The 8 basic rights of data subjects are specified in the GDPR Chapter 3, Articles 12 to 23. These include:
Right to Access Personal Data
Article 15 allows data subjects the right to gain access to the data which a data controller collected. The data controller has one month to reply to the request of the data subject.
Right to Rectification
Article 16 allows data subjects the right to ask for the alteration of their data, for instance fixing errors and adding missing data.
Right to Erasure
Article 17 allows data subjects the right to halt processing of data and to erase, delete or to forget their personal data.
Right to Restrict Data Processing
Article 18 allows data subjects the right to ask the data controller to halt all processing that include their personal data according to specific conditions.
Right to be Notified
Article 19 declares that data controllers must notify data subjects clearly about how the collected personal data will be used; the necessary actions that data subjects can take in case their rights are impeded; and any modification or removal of their personal data.
Right to Data Portability
Article 20 allows data subjects the right to ask for the sending of their data to a third party. It could be furnished in a electronic format or using any machine readable format.
Right to Object
If a data controller doesn’t honor the request of a data subject to cease the processing of personal data, Article 21 allows the data subject the right to oppose the refusal of their request.
Right to Refuse Automated Personal Decision-Making
Article 22 allows data subjects the right to reject automated personnal data processing particularly if it will considerably impact the data subject or it is going to create legal effects for example in profiling.
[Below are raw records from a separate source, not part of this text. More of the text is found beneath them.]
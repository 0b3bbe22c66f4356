//! Playback controller - core orchestration
//!
//! Drives the audio engine through a small state machine, polls progress on a fixed
//! period, and decides what happens when a track runs out.

use crate::{
    echo::SpatialEcho,
    engine::AudioEngine,
    equalizer::{Equalizer, PresetEqualizer},
    error::{PlaybackError, Result},
    events::PlaybackEvent,
    playlist::Playlist,
    timer::ProgressTimer,
    types::{
        ControllerConfig, EffectToggle, EngineStatus, PlaybackState, RepeatPolicy, SpecialEffect,
    },
};
use std::time::{Duration, Instant};

/// What the progress loop should do after a status poll
#[derive(Debug, Clone, Copy, PartialEq, Eq)]
pub enum CompletionAction {
    /// Stream still playing or paused
    KeepPolling,

    /// Stop the engine and report the end of playback
    Finish,

    /// Start the entry the playlist advanced to
    PlayNext(usize),
}

/// Decide how to react to a status poll
///
/// `advance` is only invoked when the stream has ended and the policy allows moving
/// on, so a playlist is never advanced under `PlayOnce`.
pub fn completion_action(
    status: EngineStatus,
    policy: RepeatPolicy,
    advance: impl FnOnce() -> Option<usize>,
) -> CompletionAction {
    if !status.is_idle() {
        return CompletionAction::KeepPolling;
    }
    if policy == RepeatPolicy::PlayOnce {
        return CompletionAction::Finish;
    }
    match advance() {
        Some(index) => CompletionAction::PlayNext(index),
        None => CompletionAction::Finish,
    }
}

fn as_millis(duration: Duration) -> u64 {
    duration.as_millis() as u64
}

/// Central playback control
///
/// Owns the engine and equalizer for its whole lifetime; the playlist is assigned
/// separately and can be swapped. All calls are expected from a single thread (see
/// [`PlayerLoop`](crate::PlayerLoop)).
pub struct PlaybackController<E: AudioEngine> {
    // State
    state: PlaybackState,
    media: Option<String>,

    // Settings
    volume: u8,
    volume_preference: Option<u8>,
    echo: SpatialEcho,
    timer: ProgressTimer,

    // Collaborators
    engine: E,
    equalizer: Box<dyn Equalizer>,
    playlist: Option<Box<dyn Playlist>>,

    // Event queue for UI synchronization
    pending_events: Vec<PlaybackEvent>,
}

impl<E: AudioEngine> PlaybackController<E> {
    /// Create a controller with the built-in preset equalizer
    pub fn new(engine: E, config: &ControllerConfig) -> Self {
        Self::with_equalizer(engine, Box::new(PresetEqualizer::default()), config)
    }

    pub fn with_equalizer(
        engine: E,
        equalizer: Box<dyn Equalizer>,
        config: &ControllerConfig,
    ) -> Self {
        Self {
            state: PlaybackState::Stopped,
            media: None,
            volume: config.initial_volume.min(100),
            volume_preference: config.volume_preference.map(|level| level.min(100)),
            echo: SpatialEcho::new(config.echo_phase_step),
            timer: ProgressTimer::new(config.tick_interval()),
            engine,
            equalizer,
            playlist: None,
            pending_events: Vec::new(),
        }
    }

    // ===== Playback Control =====

    /// Play the playlist's current entry
    ///
    /// Resumes in place when that entry is already loaded and paused; otherwise the
    /// engine is closed and the entry opened from the start. Does nothing without a
    /// playlist, with an empty one, or with no entry selected.
    ///
    /// If the entry cannot be opened or started the controller ends up `Stopped`.
    pub fn play(&mut self) -> Result<()> {
        let Some(playlist) = self.playlist.as_deref() else {
            tracing::debug!("play() ignored: no playlist assigned");
            return Ok(());
        };
        if playlist.is_empty() {
            return Ok(());
        }
        let Some(media) = playlist.current_media() else {
            tracing::debug!("play() ignored: no playlist entry selected");
            return Ok(());
        };

        let status = self.engine.status();
        if self.media.as_deref() == Some(media.as_str()) && status.paused {
            self.engine.resume();
            self.timer.arm(Instant::now());
            self.set_state(PlaybackState::Playing);
            tracing::debug!("Resumed {}", media);
            return Ok(());
        }

        self.engine.close();
        self.media = Some(media.clone());
        if !self.engine.open(&media) {
            let error = self.engine.last_error();
            tracing::error!("Failed to open {}: {}", media, error);
            // The previous stream is already closed
            self.timer.disarm();
            self.set_state(PlaybackState::Stopped);
            return Err(PlaybackError::EngineOpenFailed(error));
        }

        self.timer.arm(Instant::now());
        self.emit(PlaybackEvent::PositionChanged { position_ms: 0 });
        let duration = self.engine.duration();
        self.emit(PlaybackEvent::DurationChanged {
            duration_ms: as_millis(duration),
        });
        self.set_state(PlaybackState::Playing);

        if !self.engine.play() {
            let error = self.engine.last_error();
            tracing::error!("Failed to start {}: {}", media, error);
            self.timer.disarm();
            self.set_state(PlaybackState::Stopped);
            return Err(PlaybackError::EngineStartFailed(error));
        }

        if let Some(level) = self.volume_preference {
            self.set_volume(level);
        }
        tracing::debug!("Playing {} ({:?})", media, duration);
        Ok(())
    }

    /// Select the next playlist entry, wrapping to the first
    ///
    /// Only moves the selection; call [`play`](Self::play) to start it.
    pub fn play_next(&mut self) {
        let Some(playlist) = self.playlist.as_deref_mut() else {
            return;
        };
        let count = playlist.media_count();
        if count == 0 {
            return;
        }
        let next = playlist.current_index().map_or(0, |index| index + 1);
        playlist.set_current_index(if next >= count { 0 } else { next });
    }

    /// Select the previous playlist entry, stopping at the first
    pub fn play_previous(&mut self) {
        let Some(playlist) = self.playlist.as_deref_mut() else {
            return;
        };
        if playlist.is_empty() {
            return;
        }
        let previous = playlist
            .current_index()
            .map_or(0, |index| index.saturating_sub(1));
        playlist.set_current_index(previous);
    }

    pub fn pause(&mut self) {
        self.engine.pause();
        self.timer.disarm();
        self.set_state(PlaybackState::Paused);
    }

    pub fn stop(&mut self) {
        self.engine.stop();
        self.timer.disarm();
        self.set_state(PlaybackState::Stopped);
    }

    /// Seek to an absolute position from the start of the stream
    pub fn set_position(&mut self, position: Duration) {
        self.engine.seek(position);
    }

    /// Release the loaded stream after the playlist dropped the current entry
    ///
    /// The remembered media identifier is left alone; the next `play()` compares
    /// against the playlist again and reopens.
    pub fn remove_current_media(&mut self) {
        self.timer.disarm();
        self.engine.close();
        self.set_state(PlaybackState::Stopped);
    }

    // ===== Progress loop =====

    /// One progress tick
    ///
    /// Reports the position, advances the spatial echo, and handles the end of the
    /// stream: either stop, or advance the playlist and start the next entry.
    pub fn on_timer_tick(&mut self) {
        let position = self.engine.position();
        self.emit(PlaybackEvent::PositionChanged {
            position_ms: as_millis(position),
        });

        if let Some(params) = self.echo.advance() {
            self.engine.set_echo_params(&params);
        }

        let status = self.engine.status();
        if !status.is_idle() {
            return;
        }
        self.timer.disarm();

        let action = match self.playlist.as_deref_mut() {
            Some(playlist) => {
                let policy = playlist.repeat_policy();
                completion_action(status, policy, || playlist.advance())
            }
            None => CompletionAction::Finish,
        };

        match action {
            CompletionAction::KeepPolling => {}
            CompletionAction::Finish => {
                tracing::debug!("Playback finished");
                self.finish_playback();
            }
            CompletionAction::PlayNext(index) => {
                tracing::debug!("Track finished, advancing to entry {}", index);
                if let Err(e) = self.play() {
                    tracing::warn!("Could not start next entry: {}", e);
                    self.emit(PlaybackEvent::Error {
                        message: e.to_string(),
                    });
                }
            }
        }
    }

    fn finish_playback(&mut self) {
        self.engine.stop();
        self.timer.disarm();
        self.state = PlaybackState::Stopped;
        self.emit(PlaybackEvent::PositionChanged { position_ms: 0 });
        self.emit(PlaybackEvent::StateChanged {
            state: PlaybackState::Stopped,
        });
    }

    // ===== Volume =====

    /// Set volume (0-100) on both channels
    pub fn set_volume(&mut self, level: u8) {
        self.volume = level.min(100);
        self.engine.set_volume(self.volume, self.volume);
    }

    /// Last explicitly set volume level
    pub fn volume(&self) -> u8 {
        self.volume
    }

    /// Mute leaves the stored level alone so unmute can restore it
    pub fn set_muted(&mut self, muted: bool) {
        if muted {
            self.engine.set_volume(0, 0);
        } else {
            self.engine.set_volume(self.volume, self.volume);
        }
    }

    /// True whenever the engine volume is 0, however it got there
    pub fn is_muted(&self) -> bool {
        self.engine.volume() == (0, 0)
    }

    /// Volume re-applied after each successful start (`None` = leave the engine alone)
    pub fn set_volume_preference(&mut self, preference: Option<u8>) {
        self.volume_preference = preference.map(|level| level.min(100));
    }

    // ===== Effects =====

    /// Flip the spatial echo effect
    ///
    /// The returned value carries both the flag before the call and after it.
    pub fn toggle_spatial_effect(&mut self) -> EffectToggle {
        let toggle = self.echo.toggle();
        self.engine.set_echo_enabled(toggle.enabled);
        toggle
    }

    pub fn set_eq_effect(&mut self, gains: &[i32]) {
        self.equalizer.set_band_gains(&mut self.engine, gains);
    }

    pub fn set_eq_enabled(&mut self, enabled: bool) {
        self.equalizer.set_enabled(&mut self.engine, enabled);
    }

    pub fn load_eq_presets(&mut self) {
        self.equalizer.load_preset_table(&mut self.engine);
    }

    pub fn reset_eq_effect(&mut self) {
        self.equalizer.reset_to_default(&mut self.engine);
    }

    /// Apply a one-shot special effect; ignored unless playing
    pub fn set_special_effect(&mut self, effect: SpecialEffect) {
        if self.state != PlaybackState::Playing {
            tracing::debug!("Ignoring {} while {:?}", effect, self.state);
            return;
        }

        let engine: &mut dyn AudioEngine = &mut self.engine;
        let eq = self.equalizer.as_mut();
        match effect {
            SpecialEffect::Echo => eq.echo(engine),
            SpecialEffect::MixChannels => eq.mix_channels(engine),
            SpecialEffect::Reverse => eq.reverse(engine),
            SpecialEffect::SideCut => eq.side_cut(engine),
            SpecialEffect::CenterCut => eq.center_cut(engine),
            SpecialEffect::RateUp => eq.rate_up(engine),
            SpecialEffect::RateDown => eq.rate_down(engine),
            SpecialEffect::PitchUp => eq.pitch_up(engine),
            SpecialEffect::PitchDown => eq.pitch_down(engine),
            SpecialEffect::TempoUp => eq.tempo_up(engine),
            SpecialEffect::TempoDown => eq.tempo_down(engine),
            SpecialEffect::FadeOut => eq.fade_out(engine),
            SpecialEffect::FadeIn => eq.fade_in(engine),
        }
    }

    // ===== Playlist =====

    /// Assign a playlist, returning the one it replaces
    pub fn set_playlist(&mut self, playlist: Box<dyn Playlist>) -> Option<Box<dyn Playlist>> {
        self.playlist.replace(playlist)
    }

    pub fn playlist(&self) -> Option<&(dyn Playlist + 'static)> {
        self.playlist.as_deref()
    }

    pub fn playlist_mut(&mut self) -> Option<&mut (dyn Playlist + 'static)> {
        self.playlist.as_deref_mut()
    }

    // ===== State =====

    pub fn state(&self) -> PlaybackState {
        self.state
    }

    /// Identifier of the most recently opened media
    pub fn media(&self) -> Option<&str> {
        self.media.as_deref()
    }

    pub fn position(&self) -> Duration {
        self.engine.position()
    }

    pub fn duration(&self) -> Duration {
        self.engine.duration()
    }

    pub fn spatial_effect_enabled(&self) -> bool {
        self.echo.is_enabled()
    }

    /// Phase of the spatial echo, in radians
    pub fn echo_phase(&self) -> f32 {
        self.echo.phase()
    }

    pub fn timer(&self) -> &ProgressTimer {
        &self.timer
    }

    pub fn timer_mut(&mut self) -> &mut ProgressTimer {
        &mut self.timer
    }

    pub fn engine(&self) -> &E {
        &self.engine
    }

    pub fn engine_mut(&mut self) -> &mut E {
        &mut self.engine
    }

    // ===== Events =====

    /// Take all queued events
    pub fn drain_events(&mut self) -> Vec<PlaybackEvent> {
        std::mem::take(&mut self.pending_events)
    }

    pub fn has_pending_events(&self) -> bool {
        !self.pending_events.is_empty()
    }

    fn emit(&mut self, event: PlaybackEvent) {
        self.pending_events.push(event);
    }

    fn set_state(&mut self, state: PlaybackState) {
        if self.state != state {
            tracing::debug!("State {:?} -> {:?}", self.state, state);
            self.state = state;
            self.emit(PlaybackEvent::StateChanged { state });
        }
    }
}

impl<E: AudioEngine> Drop for PlaybackController<E> {
    fn drop(&mut self) {
        self.engine.close();
    }
}
//! Property-based tests for the playback controller
//!
//! Uses proptest to check selection, volume and echo invariants across many inputs.

use cadence_playback::{
    AudioEngine, ControllerConfig, EchoParams, MediaPlaylist, PlaybackController, PlaybackState,
    Playlist, RepeatPolicy, SimulatedEngine, SpatialEcho,
};
use proptest::prelude::*;
use std::time::Duration;

// ===== Helpers =====

fn controller_with_entries(count: usize) -> PlaybackController<SimulatedEngine> {
    let entries: Vec<String> = (0..count).map(|i| format!("/music/{i:03}.flac")).collect();
    let mut controller =
        PlaybackController::new(SimulatedEngine::new(), &ControllerConfig::default());
    controller.set_playlist(Box::new(MediaPlaylist::new(entries, RepeatPolicy::PlayOrder)));
    controller
}

fn selected(controller: &PlaybackController<SimulatedEngine>) -> Option<usize> {
    controller.playlist().and_then(|playlist| playlist.current_index())
}

// ===== Property Tests =====

proptest! {
    /// Property: next wraps to 0 at the end, previous never goes below 0
    #[test]
    fn next_wraps_and_previous_clamps(count in 1usize..40, start in 0usize..40) {
        let start = start % count;
        let mut controller = controller_with_entries(count);
        controller.playlist_mut().unwrap().set_current_index(start);

        controller.play_next();
        prop_assert_eq!(selected(&controller), Some((start + 1) % count));

        controller.playlist_mut().unwrap().set_current_index(start);
        controller.play_previous();
        prop_assert_eq!(selected(&controller), Some(start.saturating_sub(1)));
    }

    /// Property: selection always stays within the playlist
    #[test]
    fn selection_stays_in_range(
        count in 1usize..20,
        moves in prop::collection::vec(any::<bool>(), 0..100)
    ) {
        let mut controller = controller_with_entries(count);
        for forward in moves {
            if forward {
                controller.play_next();
            } else {
                controller.play_previous();
            }
            let index = selected(&controller);
            prop_assert!(index.is_some_and(|index| index < count));
        }
        prop_assert_eq!(controller.state(), PlaybackState::Stopped);
    }

    /// Property: mute then unmute restores whatever level was set
    #[test]
    fn mute_round_trip_restores_level(level in 0u8..=255) {
        let mut controller = controller_with_entries(1);
        controller.set_volume(level);
        let expected = level.min(100);

        controller.set_muted(true);
        prop_assert!(controller.is_muted());
        prop_assert_eq!(controller.volume(), expected);

        controller.set_muted(false);
        prop_assert_eq!(controller.engine().volume(), (expected, expected));
        prop_assert_eq!(controller.is_muted(), expected == 0);
    }

    /// Property: phase grows by exactly the step on every enabled tick and never while
    /// disabled, and each emitted parameter set matches the new phase
    #[test]
    fn echo_phase_is_monotonic(
        step in 0.01f32..2.0,
        toggles in prop::collection::vec(any::<bool>(), 1..60)
    ) {
        let mut echo = SpatialEcho::new(step);
        let mut previous = echo.phase();
        let mut enabled_ticks = 0u16;

        for flip in toggles {
            if flip {
                echo.toggle();
            }
            let enabled = echo.is_enabled();
            let params = echo.advance();

            prop_assert_eq!(params.is_some(), enabled);
            if enabled {
                enabled_ticks += 1;
                prop_assert!(echo.phase() > previous);
                prop_assert_eq!(params, Some(EchoParams::at_phase(echo.phase())));
            } else {
                prop_assert_eq!(echo.phase(), previous);
            }
            previous = echo.phase();

            let expected = f32::from(enabled_ticks) * step;
            prop_assert!((echo.phase() - expected).abs() <= 1e-3 * expected.max(1.0));
        }
    }

    /// Property: echo parameters follow cos(phase) and sin(phase / 2)
    #[test]
    fn echo_params_follow_phase(phase in -20.0f32..20.0) {
        let params = EchoParams::at_phase(phase);

        prop_assert_eq!(params.left_delay_ms, 1000);
        prop_assert_eq!(params.right_delay_ms, 500);
        prop_assert_eq!(params.left_echo_volume, 20);
        prop_assert_eq!(params.right_echo_volume, 20);
        prop_assert_eq!(params.left_source_volume, (100.0 * phase.cos()) as i32);
        prop_assert_eq!(params.right_source_volume, (100.0 * (phase * 0.5).sin()) as i32);
        prop_assert!((-100..=100).contains(&params.left_source_volume));
        prop_assert!((-100..=100).contains(&params.right_source_volume));
    }

    /// Property: a PlayOnce track always finishes in Stopped without moving the selection
    #[test]
    fn play_once_always_finishes(count in 1usize..10, start in 0usize..10, length in 1u64..30) {
        let start = start % count;
        let entries: Vec<String> = (0..count).map(|i| format!("/music/{i}.flac")).collect();
        let engine = SimulatedEngine::new().with_default_length(Duration::from_secs(length));
        let mut controller = PlaybackController::new(engine, &ControllerConfig::default());
        let mut playlist = MediaPlaylist::new(entries, RepeatPolicy::PlayOnce);
        playlist.set_current_index(start);
        controller.set_playlist(Box::new(playlist));

        controller.play().unwrap();
        controller.engine_mut().advance(Duration::from_secs(length));
        controller.on_timer_tick();

        prop_assert_eq!(controller.state(), PlaybackState::Stopped);
        prop_assert_eq!(selected(&controller), Some(start));
        prop_assert_eq!(controller.engine().open_count(), 1);
    }
}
The rights of data subjects in accordance with the GDPR aren’t absolute. In some circumstances, the aforementioned rights might not be granted. As an example, the data subject could not claim the right to prohibit data processing when it’s required for the prevention, scrutiny or prosecution of criminal acts. Data subjects could access their own data file when it doesn’t negatively impact other persons’ rights and freedoms.
Data controllers ought to know really well the legal rights of data subjects under the GDPR. They must also be aware when those rights could be refused and if fees may be charged for granting data subjects’ requests.